The first two years of college are vocabulary lessons.Today was my second day of 3rd year.
The second two years are spent learning who to ask and where to look it up.
--Bill Austin
Yesterday was spent at uni, in a lecture theatre full of our entire 200-and-something person cohort hearing all about the structure of this year - our rotations, our assessments, how to do Honours, what forms we have to have filled in and hoops we have to have jumped by the end of this year. All this information is summarised in a 70 page handbook. After 6 hours of that, it was all a bit much.
Today was spent at hospital, finding out in more detail where we are expected to be when, what rotations we will be doing, which groups we are in for the different course components, all of which was laid out in a mere 120 pages.
Talk about information overload. I still have no clue exactly what I should and will be doing next week, and I'm still petrified I'll get to the end of this year and realise that I haven't completed some important task such as witnessing an autopsy or performing a PR.

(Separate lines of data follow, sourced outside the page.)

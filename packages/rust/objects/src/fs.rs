//! Directory-backed object store.
//!
//! Layout on disk: `{root}/{bucket}/{key}`. Writes go to a temp file in the
//! destination directory and are renamed into place, so readers never see a
//! half-written object.

use std::io::ErrorKind as IoErrorKind;
use std::path::{Path, PathBuf};

use async_trait::async_trait;
use tracing::debug;
use uuid::Uuid;

use ledgerflow_shared::{LedgerflowError, Result};

use crate::{ObjectMeta, ObjectStore, validate_key};

/// Marker in temp file names; such files are never listed.
const TMP_MARKER: &str = ".lf-tmp-";

/// Object store rooted at a local directory.
#[derive(Debug, Clone)]
pub struct FsObjectStore {
    root: PathBuf,
}

impl FsObjectStore {
    pub fn new(root: impl Into<PathBuf>) -> Self {
        Self { root: root.into() }
    }

    pub fn root(&self) -> &Path {
        &self.root
    }

    fn bucket_dir(&self, bucket: &str) -> Result<PathBuf> {
        validate_key(bucket)?;
        if bucket.contains('/') {
            return Err(LedgerflowError::validation(format!(
                "bucket name must not contain '/': {bucket}"
            )));
        }
        Ok(self.root.join(bucket))
    }

    fn object_path(&self, bucket: &str, key: &str) -> Result<PathBuf> {
        validate_key(key)?;
        let mut path = self.bucket_dir(bucket)?;
        for seg in key.split('/').filter(|s| !s.is_empty()) {
            path.push(seg);
        }
        Ok(path)
    }
}

#[async_trait]
impl ObjectStore for FsObjectStore {
    async fn put(&self, bucket: &str, key: &str, bytes: &[u8]) -> Result<()> {
        let path = self.object_path(bucket, key)?;
        if let Some(parent) = path.parent() {
            tokio::fs::create_dir_all(parent)
                .await
                .map_err(|e| LedgerflowError::io(parent, e))?;
        }

        let file_name = path
            .file_name()
            .and_then(|n| n.to_str())
            .ok_or_else(|| LedgerflowError::validation(format!("invalid object key: {key}")))?;
        let tmp = path.with_file_name(format!("{file_name}{TMP_MARKER}{}", Uuid::now_v7()));

        tokio::fs::write(&tmp, bytes)
            .await
            .map_err(|e| LedgerflowError::io(&tmp, e))?;
        if let Err(e) = tokio::fs::rename(&tmp, &path).await {
            let _ = tokio::fs::remove_file(&tmp).await;
            return Err(LedgerflowError::io(&path, e));
        }

        debug!(bucket, key, size = bytes.len(), "object stored");
        Ok(())
    }

    async fn get(&self, bucket: &str, key: &str) -> Result<Vec<u8>> {
        let path = self.object_path(bucket, key)?;
        match tokio::fs::read(&path).await {
            Ok(bytes) => Ok(bytes),
            Err(e) if e.kind() == IoErrorKind::NotFound => {
                Err(LedgerflowError::not_found(format!("object {bucket}/{key}")))
            }
            Err(e) => Err(LedgerflowError::io(&path, e)),
        }
    }

    async fn list(&self, bucket: &str, prefix: &str) -> Result<Vec<ObjectMeta>> {
        let base = self.bucket_dir(bucket)?;
        if !tokio::fs::try_exists(&base)
            .await
            .map_err(|e| LedgerflowError::io(&base, e))?
        {
            return Ok(Vec::new());
        }

        let mut objects = Vec::new();
        let mut pending: Vec<(PathBuf, String)> = vec![(base, String::new())];

        while let Some((dir, rel)) = pending.pop() {
            let mut entries = tokio::fs::read_dir(&dir)
                .await
                .map_err(|e| LedgerflowError::io(&dir, e))?;

            while let Some(entry) = entries
                .next_entry()
                .await
                .map_err(|e| LedgerflowError::io(&dir, e))?
            {
                let name = entry.file_name().to_string_lossy().into_owned();
                let key = if rel.is_empty() {
                    name.clone()
                } else {
                    format!("{rel}/{name}")
                };
                let file_type = entry
                    .file_type()
                    .await
                    .map_err(|e| LedgerflowError::io(entry.path(), e))?;

                if file_type.is_dir() {
                    pending.push((entry.path(), key));
                } else if file_type.is_file() && !name.contains(TMP_MARKER) && key.starts_with(prefix) {
                    let size = entry
                        .metadata()
                        .await
                        .map_err(|e| LedgerflowError::io(entry.path(), e))?
                        .len();
                    objects.push(ObjectMeta { key, size });
                }
            }
        }

        objects.sort_by(|a, b| a.key.cmp(&b.key));
        Ok(objects)
    }
}
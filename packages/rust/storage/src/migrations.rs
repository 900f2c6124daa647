//! Schema for the ledger database.
//!
//! Migrations are applied in ascending order on open. Every statement is
//! idempotent so that two workers opening a fresh database at the same time
//! both succeed.

/// A versioned block of SQL.
pub(crate) struct Migration {
    pub version: u32,
    pub description: &'static str,
    pub sql: &'static str,
}

pub(crate) fn all_migrations() -> Vec<Migration> {
    vec![
        Migration {
            version: 1,
            description: "ledger table keyed by content hash",
            sql: r#"
CREATE TABLE IF NOT EXISTS schema_migrations (
    version    INTEGER PRIMARY KEY,
    applied_at TEXT NOT NULL DEFAULT (datetime('now'))
);

CREATE TABLE IF NOT EXISTS ledger (
    content_hash     TEXT PRIMARY KEY,
    source_path      TEXT NOT NULL,
    transformed_path TEXT,
    scored_path      TEXT,
    created_at       TEXT NOT NULL,
    CHECK (scored_path IS NULL OR transformed_path IS NOT NULL)
);

CREATE INDEX IF NOT EXISTS idx_ledger_transformed ON ledger(transformed_path);
CREATE INDEX IF NOT EXISTS idx_ledger_scored ON ledger(scored_path);

INSERT OR IGNORE INTO schema_migrations (version) VALUES (1);
"#,
        },
        Migration {
            version: 2,
            description: "append-only metrics table, one row per scored output",
            sql: r#"
CREATE TABLE IF NOT EXISTS metrics (
    id                   TEXT PRIMARY KEY,
    output_ref           TEXT NOT NULL UNIQUE,
    timestamp            TEXT NOT NULL,
    distribution_shares  TEXT NOT NULL,
    drift_score          REAL NOT NULL,
    missing_value_share  REAL NOT NULL,
    dominant_value_share REAL NOT NULL
);

INSERT OR IGNORE INTO schema_migrations (version) VALUES (2);
"#,
        },
    ]
}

I was alarmed to hear from several speakers that this year is the toughest year of our course. In a lot of ways I feel like I only made it through last year by the skin of my teeth - both in academic terms, and in terms of motivation and sanity. I'm not sure if I have recovered even now.
It's a bit disheartening to hear that even after this year everyone still feels like they are below the curve, despite that fact that this in the year in which we develop most of the clinical skills that will take us through our career. We have been warned finishing this year with big gaps will leave us no future chance to gain the knowledge we missed this year. This is our chance and we need to work our assess off to make the most of it.
In a lot of ways I am exhausted already. I have no idea how I am going to feel next week once this caper gets going properly, let alone 6 months from now when another barrier exam starts looming large.
Today we were encouraged to spend time every day reflecting on what we have seen and learnt in the hospital, and to make a log of it if we can. To remember the patients we see as people, to see the human side of the diseases we learn about. That's how to learn and remember it, how to make it important to us.
Although this is no easy task, that’s why I'm starting this new blog. It's going to be both my log book, and my developmental portfolio.
All names and particulars will be changed to protect both the guilty and the innocent.